WORK ORDER: The answer should be an exact repeat of the stretch of material below from the line containing "pub use payload::PayloadBuilder;" through the line containing "read fails the".

··· ENTRIES SHOWN ···

pub use dispatcher::{DispatchOutcome, SyncReport, UploadDispatcher};
pub use history::{SyncHistory, SyncHistoryEntry};
pub use payload::PayloadBuilder;
pub use queue::{QueueStats, SyncItem, SyncQueue, SyncStatus};
pub use reconciliation::{ConflictCode, Resolution, ResultReconciler};
pub use records::RecordStore;

use crate::client::local_db::{load_json, load_json_list, save_json, KeyValueStore};
use crate::client::transport::Method;
use crate::shared::error::SharedError;
use crate::shared::record::{Record, RecordKey, RecordSyncState};
use chrono::{DateTime, Utc};
use std::sync::Arc;
use thiserror::Error;
use tokio::sync::{watch, Mutex, MutexGuard};
use uuid::Uuid;

/// Storage key for the queue
pub const QUEUE_KEY: &str = "sync_queue";
/// Storage key for the record store
pub const RECORDS_KEY: &str = "record_store";
/// Storage key for sync history
pub const HISTORY_KEY: &str = "sync_history";

/// Sync run errors
#[derive(Debug, Error)]
pub enum SyncError {
    #[error("a sync run is already in progress")]
    AlreadyRunning,
}

#[derive(Debug, Default)]
struct SyncState {
    queue: SyncQueue,
    records: RecordStore,
    history: SyncHistory,
}

/// Owner of queue, record and history state
pub struct SyncCoordinator {
    state: Mutex<SyncState>,
    store: Arc<dyn KeyValueStore>,
    run_lock: Mutex<()>,
    stats: watch::Sender<QueueStats>,
}

impl SyncCoordinator {
    /// Restore state from `store`
    ///
    /// Missing entries start empty and queue or record entries that no longer
    /// decode are dropped one by one. A store that cannot be read fails the
    /// restore, so nothing is written over the data it still holds.
    pub async fn restore(store: Arc<dyn KeyValueStore>) -> Result<Self, SharedError> {
        let queue: Vec<SyncItem> = load_json_list(store.as_ref(), QUEUE_KEY)
            .await?
            .unwrap_or_default();
        let records: Vec<Record> = load_json_list(store.as_ref(), RECORDS_KEY)
            .await?
            .unwrap_or_default();
        let state = SyncState {
            queue: SyncQueue::from(queue),
            records: RecordStore::from(records),
            history: load_json(store.as_ref(), HISTORY_KEY)
                .await?
                .unwrap_or_default(),
        };
        tracing::info!(
            "[SYNC] restored {} queued item(s), {} record(s)",
            state.queue.len(),
            state.records.len()
        );

        let (stats, _) = watch::channel(state.queue.stats());
        Ok(Self {
            state: Mutex::new(state),
            store,
            run_lock: Mutex::new(()),
            stats,
        })
    }

    /// Queue counts, updated after every change
    pub fn subscribe(&self) -> watch::Receiver<QueueStats> {
        self.stats.subscribe()
    }

    /// Queue a newly created record and add it to the record store
    ///
    /// A `tempId` is generated if the record has none.
    pub async fn enqueue_create(
        &self,
        mut record: Record,
        url: &str,
        method: Method,
    ) -> Result<SyncItem, SharedError> {
        validate_url(url)?;
        if record.temp_id.as_deref().map_or(true, str::is_empty) {
            record.temp_id = Some(Uuid::new_v4().to_string());
        }
        record.sync_state = Some(RecordSyncState::Pending);

        let mut state = self.state.lock().await;
        state.records.insert(record.clone());
        let id = state.queue.enqueue_create(record, url, method);
        self.commit(&state, false).await?;
        tracing::info!("[SYNC] queued create {}", id);
        item_snapshot(&state, id)
    }

    /// Queue an edit and update the record store copy
    pub async fn enqueue_edit(
        &self,
        mut record: Record,
        url: &str,
        method: Method,
    ) -> Result<SyncItem, SharedError> {
        validate_url(url)?;
        if record.key().is_none() {
            record.temp_id = Some(Uuid::new_v4().to_string());
        }
        record.sync_state = Some(RecordSyncState::Pending);

        let mut state = self.state.lock().await;
        if !state.records.update(record.clone()) {
            tracing::debug!("[SYNC] edited record was not in the store, adding it");
            state.records.insert(record.clone());
        }
        let id = state.queue.enqueue_edit(record, url, method);
        self.commit(&state, false).await?;
        tracing::info!("[SYNC] queued edit {}", id);
        item_snapshot(&state, id)
    }

    /// Discard an item and its record
    pub async fn remove(&self, id: Uuid) -> Result<Option<SyncItem>, SharedError> {
        let mut state = self.state.lock().await;
        let Some(item) = state.queue.remove(id) else {
            return Ok(None);
        };
        remove_record(&mut state.records, &item);
        self.commit(&state, false).await?;
        tracing::info!("[SYNC] discarded item {}", id);
        Ok(Some(item))
    }

    /// Put an `error` item back to `pending`
    ///
    /// False if there is no such item or it is not in `error`.
    pub async fn reset(&self, id: Uuid) -> Result<bool, SharedError> {
        let mut state = self.state.lock().await;
        if !state.queue.reset(id) {
            return Ok(false);
        }
        if let Some(key) = state.queue.get(id).and_then(|item| item.data.key()) {
            state.records.set_sync_state(&key, RecordSyncState::Pending);
        }
        self.commit(&state, false).await?;
        Ok(true)
    }

    /// Remove every item and its record
    pub async fn clear_all(&self) -> Result<usize, SharedError> {
        let mut state = self.state.lock().await;
        let removed = state.queue.clear_all();
        self.drop_records(&mut state, &removed).await
    }

    /// Remove every `error` item and its record
    pub async fn clear_errors(&self) -> Result<usize, SharedError> {
        let mut state = self.state.lock().await;
        let removed = state.queue.clear_errors();
        self.drop_records(&mut state, &removed).await
    }

    /// Remove `success` items; their records stay
    pub async fn clear_succeeded(&self) -> Result<usize, SharedError> {
        let mut state = self.state.lock().await;
        let removed = state.queue.clear_succeeded();
        self.commit(&state, false).await?;
        Ok(removed.len())
    }

    async fn drop_records(
        &self,
        state: &mut SyncState,
        removed: &[SyncItem],
    ) -> Result<usize, SharedError> {
        for item in removed {
            remove_record(&mut state.records, item);
        }
        self.commit(state, false).await?;
        tracing::info!("[SYNC] cleared {} item(s)", removed.len());
        Ok(removed.len())
    }

    pub async fn item(&self, id: Uuid) -> Option<SyncItem> {
        self.state.lock().await.queue.get(id).cloned()
    }

    pub async fn items(&self) -> Vec<SyncItem> {
        self.state.lock().await.queue.items().to_vec()
    }

    pub async fn pending(&self) -> Vec<SyncItem> {
        cloned(self.state.lock().await.queue.pending())
    }

    pub async fn errors(&self) -> Vec<SyncItem> {
        cloned(self.state.lock().await.queue.errors())
    }

    pub async fn successes(&self) -> Vec<SyncItem> {
        cloned(self.state.lock().await.queue.successes())
    }

    /// Pending and error items
    pub async fn unsynced(&self) -> Vec<SyncItem> {
        cloned(self.state.lock().await.queue.unsynced())
    }

    pub async fn stats(&self) -> QueueStats {
        self.state.lock().await.queue.stats()
    }

    pub async fn records(&self) -> Vec<Record> {
        self.state.lock().await.records.records().to_vec()
    }

    pub async fn record(&self, key: &RecordKey) -> Option<Record> {
        self.state.lock().await.records.get(key).cloned()
    }

    pub async fn history(&self) -> SyncHistory {
        self.state.lock().await.history.clone()
    }

    pub async fn last_upload_at(&self) -> Option<DateTime<Utc>> {
        self.state.lock().await.history.last_upload_at
    }

    /// Claim the run lock
    pub(crate) fn begin_run(&self) -> Result<MutexGuard<'_, ()>, SyncError> {
        self.run_lock.try_lock().map_err(|_| SyncError::AlreadyRunning)
    }

    /// Ids of pending items in queue order, restricted to `selection`
    pub(crate) async fn pending_ids(&self, selection: Option<&[Uuid]>) -> Vec<Uuid> {
        let state = self.state.lock().await;
        state
            .queue
            .pending()
            .into_iter()
            .map(|item| item.id)
            .filter(|id| selection.map_or(true, |ids| ids.contains(id)))
            .collect()
    }

    /// Current copy of an item if it is still pending
    pub(crate) async fn pending_item(&self, id: Uuid) -> Option<SyncItem> {
        let state = self.state.lock().await;
        state
            .queue
            .get(id)
            .filter(|item| item.status.is_pending())
            .cloned()
    }

    /// Apply an upload outcome
    ///
    /// Returns false, changing nothing, if the item was removed or edited
    /// after it was dispatched.
    pub(crate) async fn apply(
        &self,
        id: Uuid,
        revision: u64,
        resolution: Resolution,
    ) -> Result<bool, SharedError> {
        let mut state = self.state.lock().await;
        let record_state = match &resolution.status {
            SyncStatus::Success => RecordSyncState::Synced,
            SyncStatus::Error { message } => RecordSyncState::Error {
                message: message.clone(),
            },
            SyncStatus::Pending => RecordSyncState::Pending,
        };

        let Some(item) = state.queue.apply(id, revision, resolution.status) else {
            tracing::debug!("[SYNC] dropping outcome for item {} (changed during upload)", id);
            return Ok(false);
        };
        if let Some(cover_id) = &resolution.cover_id {
            item.data.cover_id = Some(cover_id.clone());
        }
        let key = item.data.key();

        if let Some(key) = key {
            state.records.set_sync_state(&key, record_state);
            if let Some(cover_id) = &resolution.cover_id {
                state.records.set_cover_id(&key, cover_id);
            }
        }
        self.commit(&state, false).await?;
        Ok(true)
    }

    /// Stamp the upload time and append a history entry
    pub(crate) async fn record_run(&self, report: &SyncReport) -> Result<SyncHistoryEntry, SharedError> {
        let mut state = self.state.lock().await;
        let entry = state.history.record_upload(report).clone();
        self.commit(&state, true).await?;
        Ok(entry)
    }

    /// Persist while the caller still holds the state lock
    async fn commit(&self, state: &SyncState, history: bool) -> Result<(), SharedError> {
        save_json(self.store.as_ref(), QUEUE_KEY, &state.queue).await?;
        save_json(self.store.as_ref(), RECORDS_KEY, &state.records).await?;
        if history {
            save_json(self.store.as_ref(), HISTORY_KEY, &state.history).await?;
        }
        self.stats.send_replace(state.queue.stats());
        Ok(())
    }
}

···

TASK RESPONSE:
pub use payload::PayloadBuilder;
pub use queue::{QueueStats, SyncItem, SyncQueue, SyncStatus};
pub use reconciliation::{ConflictCode, Resolution, ResultReconciler};
pub use records::RecordStore;

use crate::client::local_db::{load_json, load_json_list, save_json, KeyValueStore};
use crate::client::transport::Method;
use crate::shared::error::SharedError;
use crate::shared::record::{Record, RecordKey, RecordSyncState};
use chrono::{DateTime, Utc};
use std::sync::Arc;
use thiserror::Error;
use tokio::sync::{watch, Mutex, MutexGuard};
use uuid::Uuid;

/// Storage key for the queue
pub const QUEUE_KEY: &str = "sync_queue";
/// Storage key for the record store
pub const RECORDS_KEY: &str = "record_store";
/// Storage key for sync history
pub const HISTORY_KEY: &str = "sync_history";

/// Sync run errors
#[derive(Debug, Error)]
pub enum SyncError {
    #[error("a sync run is already in progress")]
    AlreadyRunning,
}

#[derive(Debug, Default)]
struct SyncState {
    queue: SyncQueue,
    records: RecordStore,
    history: SyncHistory,
}

/// Owner of queue, record and history state
pub struct SyncCoordinator {
    state: Mutex<SyncState>,
    store: Arc<dyn KeyValueStore>,
    run_lock: Mutex<()>,
    stats: watch::Sender<QueueStats>,
}

impl SyncCoordinator {
    /// Restore state from `store`
    ///
    /// Missing entries start empty and queue or record entries that no longer
    /// decode are dropped one by one. A store that cannot be read fails the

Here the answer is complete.